Comparison of array comparative genomic hybridization (aCGH) to FISH and cytogenetics in prognostic evaluation of chronic lymphocytic leukemia
Article first published online: 9 DEC 2010
© 2010 Blackwell Publishing Ltd
International Journal of Laboratory Hematology
Volume 33, Issue 3, pages 238–244, June 2011
How to Cite
O’MALLEY, D. P., GIUDICE, C., CHANG, A. S., CHANG, D., BARRY, T. S., HIBBARD, M. K., CHEN, R. and CHEN, S.-T. (2011), Comparison of array comparative genomic hybridization (aCGH) to FISH and cytogenetics in prognostic evaluation of chronic lymphocytic leukemia. International Journal of Laboratory Hematology, 33: 238–244. doi: 10.1111/j.1751-553X.2010.01284.x
- Issue published online: 15 APR 2011
- Article first published online: 9 DEC 2010
- Received 23 July 2010; accepted for publication 27 September 2010
Introduction: High-resolution array comparative genomic hybridization (aCGH) is a method of evaluating chromosomal alterations over the entire genome. We compared aCGH with routine cytogenetics and FISH in detecting genetic alterations in chronic lymphocytic leukemia (CLL).
Methods: Array comparative genomic hybridization testing was performed on 55 cases of CLL in addition to a standard panel of FISH probes (ATM on 11q22, trisomy 12, 13q14, p53 on 17p13). The frequency of detecting abnormalities was compared, and discordant results between methodologies were compared.

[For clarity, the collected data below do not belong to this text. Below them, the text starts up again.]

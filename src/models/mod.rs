// src/models/mod.rs

pub mod achievement;
pub mod category;
pub mod game_session;
pub mod question;
pub mod quiz;
pub mod user;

Results: Fifty-five CLL cases [male to female ratio of 2.2:1 and a mean age of 71 (52–90)] were analyzed by both aCGH and FISH. This group of CLL cases showed genetic abnormalities by FISH (60%; 27/45). In contrast to FISH, aCGH detected genetic abnormalities in 82% (45/55) of CLL cases; aCGH identified genetic abnormalities not detected by FISH studies in 16% (7/45) of cases, whereas FISH identified abnormalities not detected by aCGH in only 7% (3/45) of cases. Rare recurring genetic alterations were detected by aCGH including losses in 6q, 8p, 10q, 14q32, and 18q and gains in 10q.
Discussion: Our findings suggest aCGH is an effective technique for evaluating recurring genetic abnormalities in CLL and improves on standard FISH in detecting genetic abnormalities in CLL.